## Stored records
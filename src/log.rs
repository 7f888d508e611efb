//! Consultation log
//!
//! Append-only, in insertion order, for the lifetime of one server run.
//! Nothing is evicted or rewritten.

use crate::aeon::{AeonLevel, ConsultationMode};
use crate::types::{ContextKind, Consultation, Episode, Quote};
use chrono::{DateTime, Duration, Utc};
use uuid::Uuid;

/// Everything about a consultation except what the log assigns
#[derive(Debug, Clone)]
pub struct ConsultationDraft {
    pub context_kind: ContextKind,
    pub context_value: Option<String>,
    pub advisor: String,
    pub advisor_icon: String,
    pub rationale: String,
    pub score: f64,
    pub aeon_level: AeonLevel,
    pub quote: Quote,
    pub context: Option<String>,
}

/// Narrows `recent_matching`. Empty fields match everything.
#[derive(Debug, Clone, Copy, Default, PartialEq, Eq)]
pub struct LogFilter<'a> {
    pub advisor: Option<&'a str>,
    /// Only consultations resolved from this metric
    pub metric: Option<&'a str>,
    /// Only consultations resolved from this stage
    pub stage: Option<&'a str>,
    /// Only consultations from the last `days` days before `now`
    pub days: Option<u32>,
}

impl LogFilter<'_> {
    fn context_matches(c: &Consultation, kind: ContextKind, wanted: Option<&str>) -> bool {
        wanted.map_or(true, |w| c.context_kind == kind && c.context_value.as_deref() == Some(w))
    }

    pub fn matches(&self, c: &Consultation, now: DateTime<Utc>) -> bool {
        // a lookback reaching before the representable range means no cutoff
        let cutoff = self
            .days
            .and_then(|d| now.checked_sub_signed(Duration::days(i64::from(d))));
        self.advisor.map_or(true, |a| c.advisor == a)
            && Self::context_matches(c, ContextKind::Metric, self.metric)
            && Self::context_matches(c, ContextKind::Stage, self.stage)
            && cutoff.map_or(true, |t| c.timestamp >= t)
    }
}

#[derive(Debug, Default)]
pub struct ConsultationLog {
    entries: Vec<Consultation>,
}

impl ConsultationLog {
    pub fn new() -> Self {
        Self::default()
    }

    pub fn len(&self) -> usize {
        self.entries.len()
    }

    pub fn is_empty(&self) -> bool {
        self.entries.is_empty()
    }

    /// Record a consultation at `now`. Sequence numbers start at 1.
    pub fn append(&mut self, draft: ConsultationDraft, now: DateTime<Utc>) -> Consultation {
        let consultation = Consultation {
            sequence: self.entries.len() as u64 + 1,
            id: Uuid::new_v4().to_string(),
            timestamp: now,
            context_kind: draft.context_kind,
            context_value: draft.context_value,
            advisor: draft.advisor,
            advisor_icon: draft.advisor_icon,
            rationale: draft.rationale,
            score_at_time: draft.score,
            aeon_level: draft.aeon_level,
            consultation_mode: ConsultationMode::for_score(draft.score),
            quote: draft.quote,
            context: draft.context,
        };
        self.entries.push(consultation.clone());
        consultation
    }

    /// `limit > 0`: up to `limit` newest entries, newest first.
    /// Otherwise the whole log, oldest first.
    pub fn recent(&self, limit: Option<i64>) -> Vec<Consultation> {
        Self::take_recent(self.entries.iter(), limit)
    }

    /// Like [`recent`](Self::recent), applying `filter` before the limit
    pub fn recent_matching(
        &self,
        limit: Option<i64>,
        filter: &LogFilter<'_>,
        now: DateTime<Utc>,
    ) -> Vec<Consultation> {
        Self::take_recent(self.entries.iter().filter(|c| filter.matches(c, now)), limit)
    }

    fn take_recent<'a>(
        matching: impl DoubleEndedIterator<Item = &'a Consultation>,
        limit: Option<i64>,
    ) -> Vec<Consultation> {
        match limit {
            Some(n) if n > 0 => matching.rev().take(n as usize).cloned().collect(),
            _ => matching.cloned().collect(),
        }
    }

    /// One episode per consultation with `from <= timestamp <= to`, oldest first
    pub fn export_episodes(
        &self,
        from: Option<DateTime<Utc>>,
        to: Option<DateTime<Utc>>,
    ) -> Vec<Episode> {
        self.entries
            .iter()
            .filter(|c| from.map_or(true, |f| c.timestamp >= f))
            .filter(|c| to.map_or(true, |t| c.timestamp <= t))
            .map(Episode::from_consultation)
            .collect()
    }
}

#[cfg(test)]
mod tests {
    use super::*;
    use chrono::{Duration, TimeZone};

    fn t0() -> DateTime<Utc> {
        Utc.with_ymd_and_hms(2026, 10, 19, 8, 0, 0).unwrap()
    }

    fn draft(advisor: &str, text: &str) -> ConsultationDraft {
        ConsultationDraft {
            context_kind: ContextKind::Stage,
            context_value: Some("review".to_string()),
            advisor: advisor.to_string(),
            advisor_icon: "🏛️".to_string(),
            rationale: format!("{advisor} rationale"),
            score: 72.0,
            aeon_level: AeonLevel::UpperAeons,
            quote: Quote {
                text: text.to_string(),
                attribution: "Somebody".to_string(),
                encouragement: "Carry on.".to_string(),
                source_name: advisor.to_string(),
                source_icon: String::new(),
            },
            context: None,
        }
    }

    fn log_of(n: usize) -> ConsultationLog {
        let mut log = ConsultationLog::new();
        for i in 0..n {
            log.append(draft("stoic", &format!("quote {i}")), t0() + Duration::minutes(i as i64));
        }
        log
    }

    #[test]
    fn test_append_assigns_sequence_and_timestamp() {
        let mut log = ConsultationLog::new();
        let first = log.append(draft("stoic", "a"), t0());
        let second = log.append(draft("bofh", "b"), t0() + Duration::seconds(5));
        assert_eq!(first.sequence, 1);
        assert_eq!(second.sequence, 2);
        assert_eq!(second.timestamp, t0() + Duration::seconds(5));
        assert_ne!(first.id, second.id);
        assert_eq!(first.consultation_mode, ConsultationMode::Maturing);
        assert_eq!(log.len(), 2);
    }

    #[test]
    fn test_recent_with_limit_is_newest_first() {
        let log = log_of(5);
        let recent = log.recent(Some(2));
        let seqs: Vec<u64> = recent.iter().map(|c| c.sequence).collect();
        assert_eq!(seqs, vec![5, 4]);
    }

    #[test]
    fn test_recent_limit_larger_than_log() {
        let log = log_of(3);
        assert_eq!(log.recent(Some(10)).len(), 3);
    }

    #[test]
    fn test_recent_without_limit_is_oldest_first() {
        let log = log_of(4);
        for limit in [None, Some(0), Some(-3)] {
            let seqs: Vec<u64> = log.recent(limit).iter().map(|c| c.sequence).collect();
            assert_eq!(seqs, vec![1, 2, 3, 4]);
        }
    }

    fn seqs(entries: &[Consultation]) -> Vec<u64> {
        entries.iter().map(|c| c.sequence).collect()
    }

    fn metric_draft(advisor: &str, metric: &str) -> ConsultationDraft {
        ConsultationDraft {
            context_kind: ContextKind::Metric,
            context_value: Some(metric.to_string()),
            ..draft(advisor, metric)
        }
    }

    #[test]
    fn test_recent_matching_advisor() {
        let mut log = log_of(2);
        log.append(draft("bofh", "x"), t0() + Duration::hours(1));
        let filter = LogFilter {
            advisor: Some("bofh"),
            ..Default::default()
        };
        let only_bofh = log.recent_matching(None, &filter, t0());
        assert_eq!(seqs(&only_bofh), vec![3]);
    }

    #[test]
    fn test_recent_matching_metric_with_limit() {
        let mut log = ConsultationLog::new();
        log.append(metric_draft("bofh", "security"), t0());
        log.append(metric_draft("stoic", "testing"), t0() + Duration::minutes(1));
        log.append(metric_draft("bofh", "security"), t0() + Duration::minutes(2));
        log.append(draft("stoic", "staged"), t0() + Duration::minutes(3));
        log.append(metric_draft("bofh", "security"), t0() + Duration::minutes(4));

        let filter = LogFilter {
            metric: Some("security"),
            ..Default::default()
        };
        let now = t0() + Duration::hours(1);
        assert_eq!(seqs(&log.recent_matching(None, &filter, now)), vec![1, 3, 5]);
        assert_eq!(seqs(&log.recent_matching(Some(2), &filter, now)), vec![5, 3]);
    }

    #[test]
    fn test_recent_matching_stage_with_limit() {
        let mut log = log_of(3);
        log.append(metric_draft("stoic", "review"), t0() + Duration::minutes(10));
        let filter = LogFilter {
            stage: Some("review"),
            ..Default::default()
        };
        // a metric named like the stage must not match a stage filter
        let now = t0() + Duration::hours(1);
        assert_eq!(seqs(&log.recent_matching(None, &filter, now)), vec![1, 2, 3]);
        assert_eq!(seqs(&log.recent_matching(Some(1), &filter, now)), vec![3]);
    }

    #[test]
    fn test_recent_matching_days_with_limit() {
        let mut log = ConsultationLog::new();
        for day in 0..5 {
            log.append(draft("tao", "q"), t0() + Duration::days(day));
        }
        let now = t0() + Duration::days(4);
        let filter = LogFilter {
            days: Some(2),
            ..Default::default()
        };
        assert_eq!(seqs(&log.recent_matching(None, &filter, now)), vec![3, 4, 5]);
        assert_eq!(seqs(&log.recent_matching(Some(2), &filter, now)), vec![5, 4]);

        let forever = LogFilter {
            days: Some(u32::MAX),
            ..Default::default()
        };
        assert_eq!(log.recent_matching(None, &forever, now).len(), 5);
    }

    #[test]
    fn test_recent_matching_combined() {
        let mut log = ConsultationLog::new();
        log.append(metric_draft("bofh", "security"), t0());
        log.append(metric_draft("bofh", "security"), t0() + Duration::days(3));
        log.append(metric_draft("stoic", "security"), t0() + Duration::days(3));
        let filter = LogFilter {
            advisor: Some("bofh"),
            metric: Some("security"),
            days: Some(1),
            ..Default::default()
        };
        let found = log.recent_matching(Some(10), &filter, t0() + Duration::days(3));
        assert_eq!(seqs(&found), vec![2]);
    }

    #[test]
    fn test_export_all_in_order() {
        let log = log_of(3);
        let episodes = log.export_episodes(None, None);
        assert_eq!(episodes.len(), 3);
        let texts: Vec<&str> = episodes.iter().map(|e| e.narration.as_str()).collect();
        assert!(texts[0].starts_with("quote 0 — "));
        assert!(texts[2].starts_with("quote 2 — "));
        assert!(episodes[0].timestamp < episodes[1].timestamp);
        assert_eq!(episodes[1].rationale, "stoic rationale");
    }

    #[test]
    fn test_export_bounds_inclusive() {
        let log = log_of(5);
        let from = t0() + Duration::minutes(1);
        let to = t0() + Duration::minutes(3);
        let seqs: Vec<u64> = log
            .export_episodes(Some(from), Some(to))
            .iter()
            .map(|e| e.sequence)
            .collect();
        assert_eq!(seqs, vec![2, 3, 4]);

        let open_end: Vec<u64> = log
            .export_episodes(Some(to), None)
            .iter()
            .map(|e| e.sequence)
            .collect();
        assert_eq!(open_end, vec![4, 5]);
    }
}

## Exercise prompt
Looking at the entries above, work out how many lines contain "chrono", then reply with that number and no other words.

## The completed task
2